Tooth Eruption times
Primary
Central incisor 6–8 months
Lateral incisor 8–12 months
First molar 12–16 months
Canine 16–20 months
Second molar 20–30 months
Permanent
First molar (6-year molar) 5–7 years
Central incisor 6–8 years
Lateral incisor 7–9 years
Canines and premolars 9–12 years
Second molar (12-year molar) 11–14 years
Third molar (wisdom tooth) 16+ years

* Relatively wide variations in these timings are possible.

CARIES AS A MULTIFACTORIAL DISEASE

Because caries is a multifactorial disease, it is up to the clinician to identify each patient’s individual risk factors and intervene preventively and therapeutically in a targeted way. Especially in children who have no influence on their own diet and oral hygiene, it is important to identify all the etiologic factors contributing to the caries so that adjustments can be made, provided the parents are compliant and reliable, to achieve a lasting reduction of the risk of caries. Figure 1-4 represents the caries etiology model5 according to Fejerskov and Kidd, illustrating the various key components and their interactions for the purpose of successful caries assessment.


Fig 1-4 Multifactorial etiology model of the development of caries.

REFERENCES

1. Müller EM, Hasslinger Y. Sprechen Sie schon Kind?: Prophylaxe auf Augenhöe. Berlin: Quintessenz, 2016.

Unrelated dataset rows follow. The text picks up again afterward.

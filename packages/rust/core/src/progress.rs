//! Progress reporting hooks for long-running pipeline work.

use crate::controller::RunOutcome;

/// Progress callback for reporting pipeline status.
pub trait ProgressReporter: Send + Sync {
    /// Called when entering a new phase.
    fn phase(&self, name: &str);
    /// Called after each file is generated.
    fn file_generated(&self, path: &str, current: usize, total: usize);
    /// Free-form status line (pre-pass results, repair iterations, ...).
    fn note(&self, message: &str);
    /// Called when a run stops, successfully or not.
    fn done(&self, outcome: &RunOutcome);
}

/// No-op progress reporter for headless/test usage.
pub struct SilentProgress;

impl ProgressReporter for SilentProgress {
    fn phase(&self, _name: &str) {}
    fn file_generated(&self, _path: &str, _current: usize, _total: usize) {}
    fn note(&self, _message: &str) {}
    fn done(&self, _outcome: &RunOutcome) {}
}
//! Terminal progress reporting.

use std::time::Duration;

use indicatif::{ProgressBar, ProgressStyle};

use mvpfactory_core::{ProgressReporter, RunOutcome};

/// Spinner for the current step, with a persistent line per phase transition.
pub(crate) struct CliProgress {
    spinner: ProgressBar,
}

impl CliProgress {
    pub(crate) fn new() -> Self {
        let spinner = ProgressBar::new_spinner();
        let style = ProgressStyle::with_template("{spinner:.cyan} {msg}")
            .map(|style| style.tick_strings(&["⠋", "⠙", "⠹", "⠸", "⠼", "⠴", "⠦", "⠧", "⠇", "⠏"]))
            .unwrap_or_else(|_| ProgressStyle::default_spinner());
        spinner.set_style(style);
        spinner.enable_steady_tick(Duration::from_millis(80));
        Self { spinner }
    }
}

impl ProgressReporter for CliProgress {
    fn phase(&self, name: &str) {
        self.spinner.println(format!("▸ {name}"));
        self.spinner.set_message(name.to_string());
    }

    fn file_generated(&self, path: &str, current: usize, total: usize) {
        self.spinner.println(format!("  [{current}/{total}] {path}"));
        self.spinner
            .set_message(format!("Generated [{current}/{total}] {path}"));
    }

    fn note(&self, message: &str) {
        self.spinner.println(format!("  {message}"));
    }

    fn done(&self, _outcome: &RunOutcome) {
        self.spinner.finish_and_clear();
    }
}
//! Intra-project Python import resolution.

use std::collections::{BTreeSet, HashMap};
use std::path::Path;
use std::sync::LazyLock;

use regex::Regex;
use tracing::{debug, info, instrument};

use mvpfactory_artifacts::ArtifactStore;
use mvpfactory_shared::{ArtifactSet, Result};

const PACKAGE_MARKER: &str = "__init__.py";

/// `from .name import ...` / `from ..name import ...`
static RELATIVE_NAMED: LazyLock<Regex> = LazyLock::new(|| {
    Regex::new(r"^(\s*)from\s+(\.+)(\w+)(\s+import\s+.+)$").expect("valid regex")
});

/// `from . import ...` / `from .. import ...`
static RELATIVE_PACKAGE: LazyLock<Regex> = LazyLock::new(|| {
    Regex::new(r"^(\s*)from\s+(\.+)\s+import\s+(.+)$").expect("valid regex")
});

/// `from name import ...`
static BARE_FROM: LazyLock<Regex> =
    LazyLock::new(|| Regex::new(r"^(\s*)from\s+(\w+)(\s+import\s+.+)$").expect("valid regex"));

/// `a, b as c`: a complete list of plain names.
static NAME_LIST: LazyLock<Regex> = LazyLock::new(|| {
    Regex::new(r"^\w+(\s+as\s+\w+)?(\s*,\s*\w+(\s+as\s+\w+)?)*\s*$").expect("valid regex")
});

/// `import name` or `import name as alias`, nothing else on the line.
static BARE_IMPORT: LazyLock<Regex> = LazyLock::new(|| {
    Regex::new(r"^(\s*)import\s+(\w+)(\s+as\s+\w+)?\s*$").expect("valid regex")
});

/// Rewrite intra-project imports in every `.py` artifact to absolute dotted
/// paths and create any missing package markers.
///
/// Returns the paths that were modified or created, markers first. Each one
/// has already been written to `artifacts` and under `root`.
#[instrument(skip_all, fields(root = %root.display(), files = artifacts.len()))]
pub fn resolve_imports(
    store: &ArtifactStore,
    root: &Path,
    artifacts: &mut ArtifactSet,
) -> Result<Vec<String>> {
    let names = NameTable::build(artifacts);
    let mut fixed = Vec::new();

    for dir in unit_ancestor_dirs(artifacts) {
        let marker = format!("{dir}/{PACKAGE_MARKER}");
        if artifacts.contains(&marker) || root.join(&marker).exists() {
            continue;
        }
        artifacts.insert(&marker, "")?;
        store.write_one(root, &marker, "")?;
        debug!(path = %marker, "created package marker");
        fixed.push(marker);
    }

    let units: Vec<String> = artifacts
        .paths()
        .filter(|p| is_unit(p))
        .map(str::to_string)
        .collect();

    for path in units {
        let Some(source) = artifacts.get(&path) else {
            continue;
        };
        let dir_parts = package_parts(&path);

        let mut changed = false;
        let rewritten: Vec<String> = source
            .split('\n')
            .map(|line| match rewrite_line(line, &dir_parts, &names) {
                Some(new_line) if new_line != line => {
                    changed = true;
                    new_line
                }
                _ => line.to_string(),
            })
            .collect();

        if changed {
            let content = rewritten.join("\n");
            store.write_one(root, &path, &content)?;
            artifacts.insert(&path, content)?;
            debug!(%path, "rewrote imports");
            fixed.push(path);
        }
    }

    info!(fixed = fixed.len(), "import resolution complete");
    Ok(fixed)
}

fn is_unit(path: &str) -> bool {
    path.ends_with(".py")
}

/// Directory components of `path` (everything but the file name).
fn package_parts(path: &str) -> Vec<&str> {
    let mut parts: Vec<&str> = path.split('/').collect();
    parts.pop();
    parts
}

/// Every directory that is an ancestor of at least one unit file, sorted.
fn unit_ancestor_dirs(artifacts: &ArtifactSet) -> BTreeSet<String> {
    let mut dirs = BTreeSet::new();
    for path in artifacts.paths().filter(|p| is_unit(p)) {
        let parts = package_parts(path);
        for depth in 1..=parts.len() {
            dirs.insert(parts[..depth].join("/"));
        }
    }
    dirs
}

// ---------------------------------------------------------------------------
// Name table
// ---------------------------------------------------------------------------

/// Short name → absolute dotted path for every package and module.
struct NameTable(HashMap<String, String>);

impl NameTable {
    fn build(artifacts: &ArtifactSet) -> Self {
        let mut dirs = BTreeSet::new();
        for path in artifacts.paths() {
            let parts = package_parts(path);
            for depth in 1..=parts.len() {
                dirs.insert(parts[..depth].join("/"));
            }
        }

        let mut table = HashMap::new();
        for dir in &dirs {
            let name = dir.rsplit('/').next().unwrap_or(dir);
            table
                .entry(name.to_string())
                .or_insert_with(|| dir.replace('/', "."));
        }

        // Modules shadow packages of the same name.
        for path in artifacts.paths().filter(|p| is_unit(p)) {
            let Some(stem_path) = path.strip_suffix(".py") else {
                continue;
            };
            let stem = stem_path.rsplit('/').next().unwrap_or(stem_path);
            if stem == "__init__" {
                continue;
            }
            table.insert(stem.to_string(), stem_path.replace('/', "."));
        }

        Self(table)
    }

    fn get(&self, name: &str) -> Option<&str> {
        self.0.get(name).map(String::as_str)
    }
}

// ---------------------------------------------------------------------------
// Line rewriting
// ---------------------------------------------------------------------------

/// The package `levels_up` levels above the file's own package, clamped at
/// the project root.
fn ancestor<'a>(dir_parts: &'a [&'a str], levels_up: usize) -> &'a [&'a str] {
    &dir_parts[..dir_parts.len().saturating_sub(levels_up)]
}

/// Rewritten form of `line`, or `None` when no pattern applies.
fn rewrite_line(line: &str, dir_parts: &[&str], names: &NameTable) -> Option<String> {
    if let Some(caps) = RELATIVE_NAMED.captures(line) {
        let (indent, dots, target, tail) = (&caps[1], &caps[2], &caps[3], &caps[4]);
        let absolute = match names.get(target) {
            Some(known) => known.to_string(),
            None => {
                let mut parts = ancestor(dir_parts, dots.len() - 1).to_vec();
                parts.push(target);
                parts.join(".")
            }
        };
        return Some(format!("{indent}from {absolute}{tail}"));
    }

    if let Some(caps) = RELATIVE_PACKAGE.captures(line) {
        let (indent, dots, imported) = (&caps[1], &caps[2], &caps[3]);
        let base = ancestor(dir_parts, dots.len() - 1);
        // At the root there is no package to name; star and parenthesized
        // imports are left for the reviewer.
        if base.is_empty() || !NAME_LIST.is_match(imported) {
            return None;
        }
        return Some(format!("{indent}from {} import {imported}", base.join(".")));
    }

    if let Some(caps) = BARE_FROM.captures(line) {
        let absolute = names.get(&caps[2])?;
        return Some(format!("{}from {absolute}{}", &caps[1], &caps[3]));
    }

    if let Some(caps) = BARE_IMPORT.captures(line) {
        let name = &caps[2];
        let (package, _) = names.get(name)?.rsplit_once('.')?;
        let alias = caps.get(3).map_or("", |m| m.as_str());
        return Some(format!("{}from {package} import {name}{alias}", &caps[1]));
    }

    None
}

#[cfg(test)]
mod tests {
    use super::*;
    use crate::StaticValidator;

    fn fixture(files: &[(&str, &str)]) -> (tempfile::TempDir, ArtifactStore, ArtifactSet) {
        let tmp = tempfile::tempdir().unwrap();
        let store = ArtifactStore::default();
        let mut set = ArtifactSet::new();
        for (path, content) in files {
            set.insert(path, *content).unwrap();
        }
        store.save(tmp.path(), &set).unwrap();
        (tmp, store, set)
    }

    #[test]
    fn relative_import_of_known_module_becomes_absolute() {
        let (tmp, store, mut set) = fixture(&[
            ("backend/models.py", "class Item: ...\n"),
            ("backend/api/routes.py", "from .models import Item\n\nroutes = []\n"),
        ]);

        let fixed = resolve_imports(&store, tmp.path(), &mut set).unwrap();
        assert!(fixed.contains(&"backend/api/routes.py".to_string()));
        assert_eq!(
            set.get("backend/api/routes.py").unwrap(),
            "from backend.models import Item\n\nroutes = []\n"
        );

        let on_disk = std::fs::read_to_string(tmp.path().join("backend/api/routes.py")).unwrap();
        assert_eq!(on_disk, set.get("backend/api/routes.py").unwrap());
    }

    #[test]
    fn creates_markers_for_unit_ancestors_only() {
        let (tmp, store, mut set) = fixture(&[
            ("backend/api/routes.py", "x = 1\n"),
            ("frontend/app.js", "let x = 1;\n"),
        ]);

        let fixed = resolve_imports(&store, tmp.path(), &mut set).unwrap();
        assert_eq!(
            fixed,
            vec!["backend/__init__.py".to_string(), "backend/api/__init__.py".to_string()]
        );
        assert_eq!(set.get("backend/__init__.py"), Some(""));
        assert!(tmp.path().join("backend/api/__init__.py").exists());
        assert!(!tmp.path().join("frontend/__init__.py").exists());
    }

    #[test]
    fn existing_marker_on_disk_is_left_alone() {
        let (tmp, store, mut set) = fixture(&[("pkg/mod.py", "x = 1\n")]);
        std::fs::write(tmp.path().join("pkg/__init__.py"), "VERSION = 1\n").unwrap();

        let fixed = resolve_imports(&store, tmp.path(), &mut set).unwrap();
        assert!(fixed.is_empty());
        assert!(!set.contains("pkg/__init__.py"));
    }

    #[test]
    fn unknown_relative_name_is_clamped_at_root() {
        let (tmp, store, mut set) = fixture(&[
            ("backend/__init__.py", ""),
            ("backend/main.py", "from ...config import settings\n"),
        ]);

        resolve_imports(&store, tmp.path(), &mut set).unwrap();
        assert_eq!(set.get("backend/main.py").unwrap(), "from config import settings\n");
    }

    #[test]
    fn package_relative_import_resolves_or_clamps() {
        let (tmp, store, mut set) = fixture(&[
            ("backend/__init__.py", ""),
            ("backend/api/__init__.py", ""),
            ("backend/api/v1.py", "from . import deps\n"),
            ("main.py", "from . import backend\n"),
        ]);

        resolve_imports(&store, tmp.path(), &mut set).unwrap();
        assert_eq!(set.get("backend/api/v1.py").unwrap(), "from backend.api import deps\n");
        assert_eq!(set.get("main.py").unwrap(), "from . import backend\n");
    }

    #[tokio::test]
    async fn package_imports_at_the_root_keep_valid_syntax() {
        let (tmp, store, mut set) = fixture(&[
            ("backend/__init__.py", ""),
            ("backend/main.py", "from .. import *\nx = 1\n"),
            ("app.py", "from . import (routes,\n    models)\n"),
            ("backend/api/__init__.py", ""),
            ("backend/api/v2.py", "from . import *\nfrom . import (a,\n    b)\n"),
        ]);
        let validator = StaticValidator::default();
        assert!(validator.check(tmp.path(), &set).await.is_empty());

        let fixed = resolve_imports(&store, tmp.path(), &mut set).unwrap();
        assert!(fixed.is_empty(), "{fixed:?}");
        assert_eq!(set.get("backend/main.py").unwrap(), "from .. import *\nx = 1\n");
        assert_eq!(set.get("app.py").unwrap(), "from . import (routes,\n    models)\n");
        assert!(validator.check(tmp.path(), &set).await.is_empty());
    }

    #[test]
    fn multi_name_package_import_is_rewritten_whole() {
        let (tmp, store, mut set) = fixture(&[
            ("backend/__init__.py", ""),
            ("backend/api/__init__.py", ""),
            ("backend/api/v1.py", "    from . import deps, auth as a\n"),
        ]);

        resolve_imports(&store, tmp.path(), &mut set).unwrap();
        assert_eq!(
            set.get("backend/api/v1.py").unwrap(),
            "    from backend.api import deps, auth as a\n"
        );
    }

    #[test]
    fn bare_imports_and_indentation() {
        let (tmp, store, mut set) = fixture(&[
            ("backend/__init__.py", ""),
            ("backend/services/__init__.py", ""),
            ("backend/services/billing.py", "def charge(): ...\n"),
            ("backend/database.py", "engine = None\n"),
            (
                "backend/main.py",
                "import os\nimport billing as b\nfrom database import engine\n\ndef run():\n    from billing import charge\n    import json, billing\n",
            ),
        ]);

        resolve_imports(&store, tmp.path(), &mut set).unwrap();
        assert_eq!(
            set.get("backend/main.py").unwrap(),
            "import os\nfrom backend.services import billing as b\nfrom backend.database import engine\n\ndef run():\n    from backend.services.billing import charge\n    import json, billing\n"
        );
    }

    #[test]
    fn modules_shadow_packages_with_the_same_name() {
        let (tmp, store, mut set) = fixture(&[
            ("backend/__init__.py", ""),
            ("backend/models/__init__.py", ""),
            ("backend/models/user.py", "class User: ...\n"),
            ("backend/api/__init__.py", ""),
            ("backend/api/models.py", "class Schema: ...\n"),
            ("backend/app.py", "from models import Schema\n"),
        ]);

        resolve_imports(&store, tmp.path(), &mut set).unwrap();
        assert_eq!(
            set.get("backend/app.py").unwrap(),
            "from backend.api.models import Schema\n"
        );
    }

    #[test]
    fn second_pass_is_a_no_op() {
        let (tmp, store, mut set) = fixture(&[
            ("backend/models.py", "x = 1\n"),
            ("backend/api/routes.py", "from .models import x\n"),
        ]);

        resolve_imports(&store, tmp.path(), &mut set).unwrap();
        let again = resolve_imports(&store, tmp.path(), &mut set).unwrap();
        assert!(again.is_empty());
    }
}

2. Ermler R. Diagnostik von Approximalkaries bei Milchmolaren mit Hilfe des DIAGNOdent pen. Berlin: Charité, Universitätsmedizin Berlin, 2009.

3. van Waes H, Stöckli P (eds). Kinderzahnmedizin, Farbatlanten der Zahnmedizin. Stuttgart: Thieme, 2001.

4. Mittelsdorf A. Kariesprävention mit Fluoriden – Eine Fragebogenaktion zur Fluoridverordnung in Berliner Kinderarztpraxen unter besonderer Berücksichtigung der Empfehlungen der DGZMK. Berlin: Charité, Universitätsmedizin Berlin, 2010.

5. Kühnisch J, Hickel R, Heinrich-Weltzien R. Kariesrisiko und Kariesaktivität. Quintessenz 2010;61:271–280.